In particular, Mazmanian and his colleagues found that PSA induced particular immune-system cells called CD4+ T cells to produce interleukin-10 (IL-10), a molecule that has previously been shown to suppress inflammation–and offer protection from inflammatory bowel disease. “Thus, bacteria help reprogram our own immune system to promote health,” he says.

“The most immediate and obvious implication is that PSA may potentially be developed as a natural therapeutic for inflammatory bowel disease,” says Mazmanian.

Inflammatory bowel disease, a constellation of illnesses that cause inflammation in the intestines, including ulcerative colitis and Crohn’s disease, is estimated to affect one million Americans. The rates of inflammatory bowel diseases have skyrocketed in recent years; for example, the incidence of Crohn’s disease, a condition that causes debilitating pain, diarrhea, and other gastrointestinal symptoms, has increased by 400 percent over the past 20 years.

The current research, along with other work by Mazmanian and June L. Round, a Caltech postdoctoral researcher, suggests that the interplay between various groups of bacteria living in the intestines has profound effects on human health.

This notion gels with the so-called “hygiene hypothesis.” The hypothesis, first proposed two decades ago, links modern practices like sanitation, vaccination, a Western diet, and antibiotic use, which reduce bacterial infections, to the increased prevalence of a variety of illnesses in the developed world, including inflammatory bowel disease, asthma, multiple sclerosis, and Type 1 diabetes. However, it is now clear that increased living standards and antibacterial drugs affect not only infectious microbes, but all of the beneficial ones that we may depend on for our well-being.

“Through societal measures we have changed our association with the microbial world in a very short time span. We don’t have the same contact with microbes as we have for millions of years–we just live too clean now,” Mazmanian says. So while it is useful to eliminate disease-causing organisms, “perhaps disease results from the absence of beneficial bacteria and their good effects,” he suggests. “This study is the first demonstration of that. What it hopefully will do is allow people to re-evaluate our opinions of bacteria. Not all are bad and some, maybe many, are beneficial.”

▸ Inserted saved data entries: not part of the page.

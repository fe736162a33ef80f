//! Playback over time: the controller state machine and its async driver
//! Copyright (c) 2025 Mohammad Atashi <mohammadaliatashi@icloud.com>

pub mod driver;
pub mod playback;

pub use self::driver::{DriverError, PlaybackDriver, PlaybackHandle};
pub use self::playback::{
    PlaybackCommand, PlaybackController, PlaybackSnapshot, PlaybackStatus, Speed, TickTimer,
};
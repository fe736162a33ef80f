//! Letter combinations of a phone number
//!
//! Enumerates the cartesian product of the keypad letters in odometer order,
//! last digit fastest, one `combine` step per combination. The number of
//! combinations is known before enumeration starts, so oversized inputs are
//! refused up front instead of being cut off halfway.

use std::sync::Arc;

use serde::{Deserialize, Serialize};

use crate::algorithm::traits::{AlgorithmId, GeneratorError, StepGenerator};
use crate::execution::step::{ProductSnapshot, Snapshot, StepKind};
use crate::execution::tracer::TraceRecorder;

fn keypad(digit: char) -> Option<&'static [char]> {
    let letters: &'static [char] = match digit {
        '2' => &['a', 'b', 'c'],
        '3' => &['d', 'e', 'f'],
        '4' => &['g', 'h', 'i'],
        '5' => &['j', 'k', 'l'],
        '6' => &['m', 'n', 'o'],
        '7' => &['p', 'q', 'r', 's'],
        '8' => &['t', 'u', 'v'],
        '9' => &['w', 'x', 'y', 'z'],
        _ => return None,
    };
    Some(letters)
}

#[derive(Debug, Clone, PartialEq, Eq, Serialize, Deserialize)]
pub struct LetterCombinations {
    pub digits: String,
}

impl StepGenerator for LetterCombinations {
    fn id(&self) -> AlgorithmId {
        AlgorithmId::LetterCombinations
    }

    fn record(&self, recorder: &mut TraceRecorder) -> Result<(), GeneratorError> {
        let groups = self
            .digits
            .chars()
            .map(|d| {
                keypad(d).ok_or_else(|| GeneratorError::invalid(format!("'{d}' has no letters on the keypad; use digits 2-9")))
            })
            .collect::<Result<Vec<_>, _>>()?;

        let total = if groups.is_empty() {
            0
        } else {
            groups
                .iter()
                .try_fold(1usize, |acc, g| acc.checked_mul(g.len()))
                .unwrap_or(usize::MAX)
        };
        recorder.ensure_budget(total.saturating_add(1))?;

        let mut choice = vec![0usize; groups.len()];
        let mut combinations = Vec::with_capacity(total);
        let mut choices = Vec::with_capacity(total);
        for _ in 0..total {
            combinations.push(choice.iter().zip(&groups).map(|(i, g)| g[*i]).collect::<String>());
            choices.push(choice.clone());
            // odometer: bump the last position, carrying leftwards
            for pos in (0..choice.len()).rev() {
                choice[pos] += 1;
                if choice[pos] < groups[pos].len() {
                    break;
                }
                choice[pos] = 0;
            }
        }
        let combinations: Arc<[String]> = combinations.into();

        for (emitted, choice) in choices.into_iter().enumerate() {
            let current = combinations[emitted].clone();
            recorder.record(
                StepKind::Combine,
                Snapshot::Product(ProductSnapshot {
                    digits: self.digits.clone(),
                    choice,
                    current: Some(current.clone()),
                    combinations: Arc::clone(&combinations),
                    emitted: emitted + 1,
                }),
                format!("Combination {} of {total}: \"{current}\".", emitted + 1),
            )?;
        }

        recorder.record(
            StepKind::Done,
            Snapshot::Product(ProductSnapshot {
                digits: self.digits.clone(),
                choice: Vec::new(),
                current: None,
                combinations: Arc::clone(&combinations),
                emitted: total,
            }),
            if total == 0 {
                "No digits were given, so there are no combinations.".to_string()
            } else {
                format!("All {total} combinations have been produced.")
            },
        )?;
        Ok(())
    }
}

#[cfg(test)]
mod tests {
    use super::*;
    use crate::config::GeneratorLimits;
    use crate::execution::step::{StepTrace, TraceOutcome};

    fn product(trace: &StepTrace, index: usize) -> &ProductSnapshot {
        match &trace.steps()[index].snapshot {
            Snapshot::Product(p) => p,
            other => panic!("unexpected snapshot {other:?}"),
        }
    }

    #[test]
    fn test_two_three() {
        let trace = LetterCombinations {
            digits: "23".to_string(),
        }
        .generate(&GeneratorLimits::default());

        assert_eq!(trace.len(), 10);
        let done = product(&trace, trace.last_index());
        assert_eq!(
            done.combinations.to_vec(),
            vec!["ad", "ae", "af", "bd", "be", "bf", "cd", "ce", "cf"]
        );
        assert_eq!(product(&trace, 4).current.as_deref(), Some("be"));
        assert_eq!(product(&trace, 4).choice, vec![1, 1]);
        assert_eq!(product(&trace, 4).emitted, 5);
    }

    #[test]
    fn test_empty_digits() {
        let trace = LetterCombinations { digits: String::new() }.generate(&GeneratorLimits::default());
        assert_eq!(trace.len(), 1);
        assert_eq!(product(&trace, 0).emitted, 0);
    }

    #[test]
    fn test_rejects_non_letter_digits() {
        let trace = LetterCombinations {
            digits: "21".to_string(),
        }
        .generate(&GeneratorLimits::default());
        assert!(matches!(trace.outcome(), TraceOutcome::InvalidInput { .. }));
    }

    #[test]
    fn test_too_many_combinations() {
        // 4^8 = 65536 combinations
        let trace = LetterCombinations {
            digits: "79797979".to_string(),
        }
        .generate(&GeneratorLimits::default());

        assert_eq!(trace.len(), 1);
        assert_eq!(
            trace.outcome(),
            &TraceOutcome::NotSimulatable {
                limit: GeneratorLimits::DEFAULT_MAX_STEPS,
                required: 65_537,
            }
        );
    }

    #[test]
    fn test_huge_product_does_not_overflow() {
        let digits = "9".repeat(200);
        let trace = LetterCombinations { digits }.generate(&GeneratorLimits::default());
        assert_eq!(trace.terminal().kind, StepKind::Overflow);
    }
}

MAEBL Protein Key Malaria Parasite Transmission Role

The protein MAEBL is critical for completing the life cycle of malaria parasites in mosquitoes, allowing the insects to transmit the potentially deadly infection to humans, a University of South Florida study has shown. The research may ultimately help provide a way to better control malaria by blocking development of the malaria parasite in the mosquito.

John Adams, PhD, and his team study the complex life cycle of the malaria parasite (on computer screen) to try to find ways to block transmission of the deadly infection.

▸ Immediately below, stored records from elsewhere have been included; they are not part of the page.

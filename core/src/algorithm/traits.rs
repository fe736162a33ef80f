//! Core generator trait definitions for algotrace
//!
//! A step generator is a plain input record that knows how to replay its
//! algorithm into a `TraceRecorder`. Generation is pure, synchronous and
//! total: errors raised while recording never escape `generate`, they are
//! folded into a degenerate one-step trace.
//!
//! Copyright (c) 2025 Mohammad Atashi <mohammadaliatashi@icloud.com>

use std::fmt::{self, Debug};

use serde::{Deserialize, Serialize};
use thiserror::Error;

use crate::config::GeneratorLimits;
use crate::execution::step::StepTrace;
use crate::execution::tracer::TraceRecorder;

/// Identifier of every simulated algorithm
#[derive(Debug, Clone, Copy, Hash, Eq, PartialEq, Ord, PartialOrd, Serialize, Deserialize)]
#[serde(rename_all = "snake_case")]
pub enum AlgorithmId {
    MaxArea,
    PairSum,
    LongestUniqueSubstring,
    MinimumWindowSubstring,
    MajorityVote,
    PrimeSieve,
    LruCache,
    AddBinary,
    AddStrings,
    AddLinkedLists,
    CycleDetection,
    BinarySearch,
    MaxSubarray,
    LetterCombinations,
}

/// Technique an algorithm demonstrates
#[derive(Debug, Clone, Copy, Hash, Eq, PartialEq, Serialize, Deserialize)]
#[serde(rename_all = "snake_case")]
pub enum AlgorithmFamily {
    TwoPointer,
    SlidingWindow,
    Voting,
    Sieve,
    Eviction,
    CarryPropagation,
    CycleDetection,
    DivideAndConquer,
    DynamicProgramming,
    CartesianProduct,
}

/// Asymptotic cost shown next to a walkthrough
#[derive(Debug, Clone, Copy, PartialEq, Eq, Serialize)]
pub struct AlgorithmComplexity {
    pub time: &'static str,
    pub space: &'static str,
}

impl AlgorithmId {
    pub const ALL: [AlgorithmId; 14] = [
        AlgorithmId::MaxArea,
        AlgorithmId::PairSum,
        AlgorithmId::LongestUniqueSubstring,
        AlgorithmId::MinimumWindowSubstring,
        AlgorithmId::MajorityVote,
        AlgorithmId::PrimeSieve,
        AlgorithmId::LruCache,
        AlgorithmId::AddBinary,
        AlgorithmId::AddStrings,
        AlgorithmId::AddLinkedLists,
        AlgorithmId::CycleDetection,
        AlgorithmId::BinarySearch,
        AlgorithmId::MaxSubarray,
        AlgorithmId::LetterCombinations,
    ];

    pub fn name(self) -> &'static str {
        match self {
            AlgorithmId::MaxArea => "Container With Most Water",
            AlgorithmId::PairSum => "Two Sum (sorted input)",
            AlgorithmId::LongestUniqueSubstring => "Longest Substring Without Repeating Characters",
            AlgorithmId::MinimumWindowSubstring => "Minimum Window Substring",
            AlgorithmId::MajorityVote => "Majority Element (Boyer-Moore)",
            AlgorithmId::PrimeSieve => "Sieve of Eratosthenes",
            AlgorithmId::LruCache => "LRU Cache",
            AlgorithmId::AddBinary => "Add Binary",
            AlgorithmId::AddStrings => "Add Strings",
            AlgorithmId::AddLinkedLists => "Add Two Numbers (linked lists)",
            AlgorithmId::CycleDetection => "Linked List Cycle (Floyd)",
            AlgorithmId::BinarySearch => "Binary Search",
            AlgorithmId::MaxSubarray => "Maximum Subarray (Kadane)",
            AlgorithmId::LetterCombinations => "Letter Combinations of a Phone Number",
        }
    }

    pub fn family(self) -> AlgorithmFamily {
        match self {
            AlgorithmId::MaxArea | AlgorithmId::PairSum => AlgorithmFamily::TwoPointer,
            AlgorithmId::LongestUniqueSubstring | AlgorithmId::MinimumWindowSubstring => {
                AlgorithmFamily::SlidingWindow
            }
            AlgorithmId::MajorityVote => AlgorithmFamily::Voting,
            AlgorithmId::PrimeSieve => AlgorithmFamily::Sieve,
            AlgorithmId::LruCache => AlgorithmFamily::Eviction,
            AlgorithmId::AddBinary | AlgorithmId::AddStrings | AlgorithmId::AddLinkedLists => {
                AlgorithmFamily::CarryPropagation
            }
            AlgorithmId::CycleDetection => AlgorithmFamily::CycleDetection,
            AlgorithmId::BinarySearch => AlgorithmFamily::DivideAndConquer,
            AlgorithmId::MaxSubarray => AlgorithmFamily::DynamicProgramming,
            AlgorithmId::LetterCombinations => AlgorithmFamily::CartesianProduct,
        }
    }

    pub fn complexity(self) -> AlgorithmComplexity {
        let (time, space) = match self {
            AlgorithmId::MaxArea | AlgorithmId::PairSum => ("O(n)", "O(1)"),
            AlgorithmId::LongestUniqueSubstring => ("O(n)", "O(min(n, alphabet))"),
            AlgorithmId::MinimumWindowSubstring => ("O(|s| + |t|)", "O(alphabet)"),
            AlgorithmId::MajorityVote => ("O(n)", "O(1)"),
            AlgorithmId::PrimeSieve => ("O(n log log n)", "O(n)"),
            AlgorithmId::LruCache => ("O(1) per operation", "O(capacity)"),
            AlgorithmId::AddBinary | AlgorithmId::AddStrings | AlgorithmId::AddLinkedLists => {
                ("O(max(m, n))", "O(max(m, n))")
            }
            AlgorithmId::CycleDetection => ("O(n)", "O(1)"),
            AlgorithmId::BinarySearch => ("O(log n)", "O(1)"),
            AlgorithmId::MaxSubarray => ("O(n)", "O(1)"),
            AlgorithmId::LetterCombinations => ("O(4^n * n)", "O(4^n * n)"),
        };
        AlgorithmComplexity { time, space }
    }
}

impl fmt::Display for AlgorithmId {
    fn fmt(&self, f: &mut fmt::Formatter<'_>) -> fmt::Result {
        f.write_str(self.name())
    }
}

/// Reasons a generator stops before producing a regular trace
#[derive(Debug, Clone, PartialEq, Eq, Error)]
pub enum GeneratorError {
    #[error("Invalid input: {reason}")]
    InvalidInput { reason: String },

    #[error("Not simulatable at this size: {required} steps needed, limit is {limit}")]
    GenerationOverflow { limit: usize, required: usize },
}

impl GeneratorError {
    pub fn invalid(reason: impl Into<String>) -> Self {
        GeneratorError::InvalidInput { reason: reason.into() }
    }
}

/// Replays one algorithm over one input set
///
/// # Invariants
/// - `record` is deterministic: identical inputs record identical steps
/// - `record` never panics on malformed input; it returns `InvalidInput`
pub trait StepGenerator: Debug {
    /// Algorithm this input belongs to
    fn id(&self) -> AlgorithmId;

    /// Records every step of the run
    fn record(&self, recorder: &mut TraceRecorder) -> Result<(), GeneratorError>;

    /// Builds the complete trace; never fails
    fn generate(&self, limits: &GeneratorLimits) -> StepTrace {
        TraceRecorder::run(self.id(), limits, |recorder| self.record(recorder))
    }
}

Researchers with the USF Global Health Infectious Diseases Research team found that the transmembrane protein MAEBL is required for the infective stage of the malaria parasite Plasmodium falciparum to invade the mosquito’s salivary glands. Their findings were published May 28 in the online journal PLoS ONE.

“The mosquito is the messenger of death,” said the study’s principal investigator John Adams, PhD, professor of global health at the USF College of Public Health. “If we could eliminate the parasite from the mosquito, people wouldn’t become infected.”

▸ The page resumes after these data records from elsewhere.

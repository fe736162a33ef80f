//! Step and trace model for the algotrace simulator
//!
//! A `StepTrace` is the complete, immutable record of one algorithm run over
//! one input set. Every `Step` carries a tagged `Snapshot` holding exactly the
//! state a view needs to render that moment, so steps can be rendered in any
//! order without consulting their neighbours.
//!
//! # Invariants
//! - Indices are 0-based, contiguous and strictly increasing
//! - A trace holds at least one step and exactly one terminal step (the last)
//! - At most one step is flagged as best
//! - Snapshots contain ordered collections only, so serialization is stable
//!
//! Copyright (c) 2025 Mohammad Atashi <mohammadaliatashi@icloud.com>

use std::collections::BTreeMap;
use std::fmt;
use std::sync::Arc;

use serde::{Deserialize, Serialize};

use crate::algorithm::traits::AlgorithmId;

/// Phase tag attached to every step
#[derive(Debug, Clone, Copy, PartialEq, Eq, Hash, Serialize, Deserialize)]
#[serde(rename_all = "snake_case")]
pub enum StepKind {
    /// Two pointers compared and a metric evaluated
    Compare,
    /// Right bound of a window moved over one more element
    Expand,
    /// Left bound of a window released one element
    Contract,
    /// Voting candidate replaced because the counter was exhausted
    Reassign,
    /// Voting counter incremented on a match
    Increment,
    /// Voting counter decremented on a mismatch
    Decrement,
    /// Sieve candidate inspected
    Checking,
    /// Sieve multiple crossed out
    Marking,
    /// Cache lookup
    Read,
    /// Cache insert or update without eviction
    Write,
    /// Cache insert that pushed out the least recently used entry
    Evict,
    /// One column of a carry-propagating addition
    AddDigit,
    /// Slow and fast pointers moved without meeting
    Advance,
    /// Slow and fast pointers landed on the same node
    Meet,
    /// Fast pointer ran off the end of the list
    Exhausted,
    /// Binary search midpoint inspected
    Probe,
    /// One element of a cartesian product emitted
    Combine,
    /// Running subarray extended by one element
    Extend,
    /// Running subarray restarted at the current element
    Restart,
    /// Summary of the final result
    Done,
    /// Input rejected before simulation
    Invalid,
    /// Input too large to simulate step by step
    Overflow,
}

impl StepKind {
    /// Stable machine-readable label
    pub fn label(self) -> &'static str {
        match self {
            StepKind::Compare => "compare",
            StepKind::Expand => "expand",
            StepKind::Contract => "contract",
            StepKind::Reassign => "reassign",
            StepKind::Increment => "increment",
            StepKind::Decrement => "decrement",
            StepKind::Checking => "checking",
            StepKind::Marking => "marking",
            StepKind::Read => "read",
            StepKind::Write => "write",
            StepKind::Evict => "evict",
            StepKind::AddDigit => "add_digit",
            StepKind::Advance => "advance",
            StepKind::Meet => "meet",
            StepKind::Exhausted => "exhausted",
            StepKind::Probe => "probe",
            StepKind::Combine => "combine",
            StepKind::Extend => "extend",
            StepKind::Restart => "restart",
            StepKind::Done => "done",
            StepKind::Invalid => "invalid",
            StepKind::Overflow => "overflow",
        }
    }
}

impl fmt::Display for StepKind {
    fn fmt(&self, f: &mut fmt::Formatter<'_>) -> fmt::Result {
        f.write_str(self.label())
    }
}

/// Which pointer of a pair moves next
#[derive(Debug, Clone, Copy, PartialEq, Eq, Hash, Serialize, Deserialize)]
#[serde(rename_all = "snake_case")]
pub enum Side {
    Left,
    Right,
}

/// Two pointers walking inward over a shared array
#[derive(Debug, Clone, PartialEq, Eq, Serialize, Deserialize)]
pub struct PointerSnapshot {
    pub values: Arc<[i64]>,
    pub left: usize,
    pub right: usize,
    /// Metric evaluated at this step (area, sum, ...)
    pub metric: i64,
    /// Best metric seen so far, including this step
    pub best: i64,
    /// Goal value for target-seeking scans
    #[serde(skip_serializing_if = "Option::is_none")]
    pub target: Option<i64>,
    /// Pointer that moves after this step, `None` once the scan has stopped
    pub next_move: Option<Side>,
}

/// Best window found so far
#[derive(Debug, Clone, PartialEq, Eq, Serialize, Deserialize)]
pub struct WindowSpan {
    pub start: usize,
    pub len: usize,
    pub text: String,
}

/// Half-open window `[start, end)` over the characters of a source string
#[derive(Debug, Clone, PartialEq, Eq, Serialize, Deserialize)]
pub struct WindowSnapshot {
    pub source: Arc<str>,
    pub start: usize,
    pub end: usize,
    pub window: String,
    /// Character frequencies inside the window
    pub counts: BTreeMap<char, usize>,
    /// Required multiplicities, empty when the window has no target
    pub requirement: BTreeMap<char, usize>,
    /// Distinct required characters currently satisfied
    pub satisfied: usize,
    pub valid: bool,
    pub best: Option<WindowSpan>,
}

/// Boyer-Moore voting state after processing `position`
#[derive(Debug, Clone, PartialEq, Eq, Serialize, Deserialize)]
pub struct VoteSnapshot {
    pub values: Arc<[i64]>,
    pub position: Option<usize>,
    pub candidate: Option<i64>,
    pub count: usize,
    /// Occurrences of the candidate, filled in by the verification pass
    #[serde(skip_serializing_if = "Option::is_none")]
    pub occurrences: Option<usize>,
    #[serde(skip_serializing_if = "Option::is_none")]
    pub is_majority: Option<bool>,
}

/// Sieve table for the integers `0..=n`
#[derive(Debug, Clone, PartialEq, Eq, Serialize, Deserialize)]
pub struct SieveSnapshot {
    pub n: usize,
    /// Candidate whose multiples are being processed
    pub candidate: Option<usize>,
    /// Multiple touched at this step
    pub marking: Option<usize>,
    /// False when `marking` had already been crossed out by a smaller prime
    pub newly_marked: bool,
    pub composite: Vec<bool>,
    /// Filled in once the sieve has finished
    pub primes: Vec<usize>,
}

/// Key/value pair held by the cache
#[derive(Debug, Clone, Copy, PartialEq, Eq, Hash, Serialize, Deserialize)]
pub struct CacheEntry {
    pub key: i64,
    pub value: i64,
}

/// Cache operation replayed by an LRU trace
#[derive(Debug, Clone, Copy, PartialEq, Eq, Hash, Serialize, Deserialize)]
#[serde(tag = "op", rename_all = "snake_case")]
pub enum CacheOp {
    Get { key: i64 },
    Put { key: i64, value: i64 },
}

impl fmt::Display for CacheOp {
    fn fmt(&self, f: &mut fmt::Formatter<'_>) -> fmt::Result {
        match self {
            CacheOp::Get { key } => write!(f, "get({key})"),
            CacheOp::Put { key, value } => write!(f, "put({key}, {value})"),
        }
    }
}

/// What a single cache operation did
#[derive(Debug, Clone, Copy, PartialEq, Eq, Serialize, Deserialize)]
#[serde(tag = "outcome", rename_all = "snake_case")]
pub enum CacheOutcome {
    Hit { value: i64 },
    Miss,
    Inserted,
    Updated { previous: i64 },
}

/// Cache contents ordered from least to most recently used
#[derive(Debug, Clone, PartialEq, Eq, Serialize, Deserialize)]
pub struct CacheSnapshot {
    pub capacity: usize,
    pub entries: Vec<CacheEntry>,
    pub op: Option<CacheOp>,
    pub outcome: Option<CacheOutcome>,
    pub evicted: Option<CacheEntry>,
}

/// How the operands of an addition are written
#[derive(Debug, Clone, Copy, PartialEq, Eq, Hash, Serialize, Deserialize)]
#[serde(rename_all = "snake_case")]
pub enum Notation {
    Binary,
    Decimal,
    /// Decimal digits stored least significant first in a linked list
    LinkedList,
}

impl Notation {
    pub fn base(self) -> u32 {
        match self {
            Notation::Binary => 2,
            Notation::Decimal | Notation::LinkedList => 10,
        }
    }
}

/// Column-by-column addition state; all digit vectors are least significant first
#[derive(Debug, Clone, PartialEq, Eq, Serialize, Deserialize)]
pub struct CarrySnapshot {
    pub notation: Notation,
    pub a: Vec<u8>,
    pub b: Vec<u8>,
    pub column: usize,
    pub digit_a: Option<u8>,
    pub digit_b: Option<u8>,
    pub carry_in: u32,
    pub carry_out: u32,
    pub result: Vec<u8>,
}

impl CarrySnapshot {
    /// Result digits rendered most significant first
    pub fn result_text(&self) -> String {
        digits_to_text(&self.result)
    }
}

/// Renders least-significant-first digits as a conventional numeral
pub fn digits_to_text(digits: &[u8]) -> String {
    if digits.is_empty() {
        return "0".to_string();
    }
    digits
        .iter()
        .rev()
        .map(|d| char::from_digit(u32::from(*d), 10).unwrap_or('?'))
        .collect()
}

Plasmodium falciparum causes three-quarters of all malaria cases in Africa, and 95 percent of malaria deaths worldwide. It is transmitted to humans by the bite of an infected mosquito, which injects the worm-like, one-celled malaria parasites from its salivary glands into the person’s bloodstream.

Dr. Adams, center, with his team including, l to r, Steven Maher, Fabian Saenz, PhD, lead author of the PLoS ONE paper, and Sandra Kennedy.

The study was done by genetically modifying the malaria parasites and feeding them in a blood meal to uninfected mosquitoes. Parasites in which MAEBL was deleted were not harbored in the salivary glands of mosquitoes, even though an earlier form of these parasites was observed in the gut of the mosquitoes. The researchers concluded that the transmembrane form of MAEBL is essential for the parasite to enter the mosquito’s salivary glands.

While more studies are needed, lead author Fabian Saenz, PhD, said the finding suggests that silencing the receptor for MAEBL in the mosquito salivary gland might block passage of the parasite through the mosquito, thereby preventing human infection through mosquito bites.

“Our study shows that MAEBL is a weak link in the parasite’s biology,” Dr. Adams said. “This could provide a potential way to block transmission in the mosquito, before the parasite ever has a chance to infect a new person. It is better to prevent the malaria infection from occurring in the first place than having to kill the parasite already inside humans with vaccines or drugs.”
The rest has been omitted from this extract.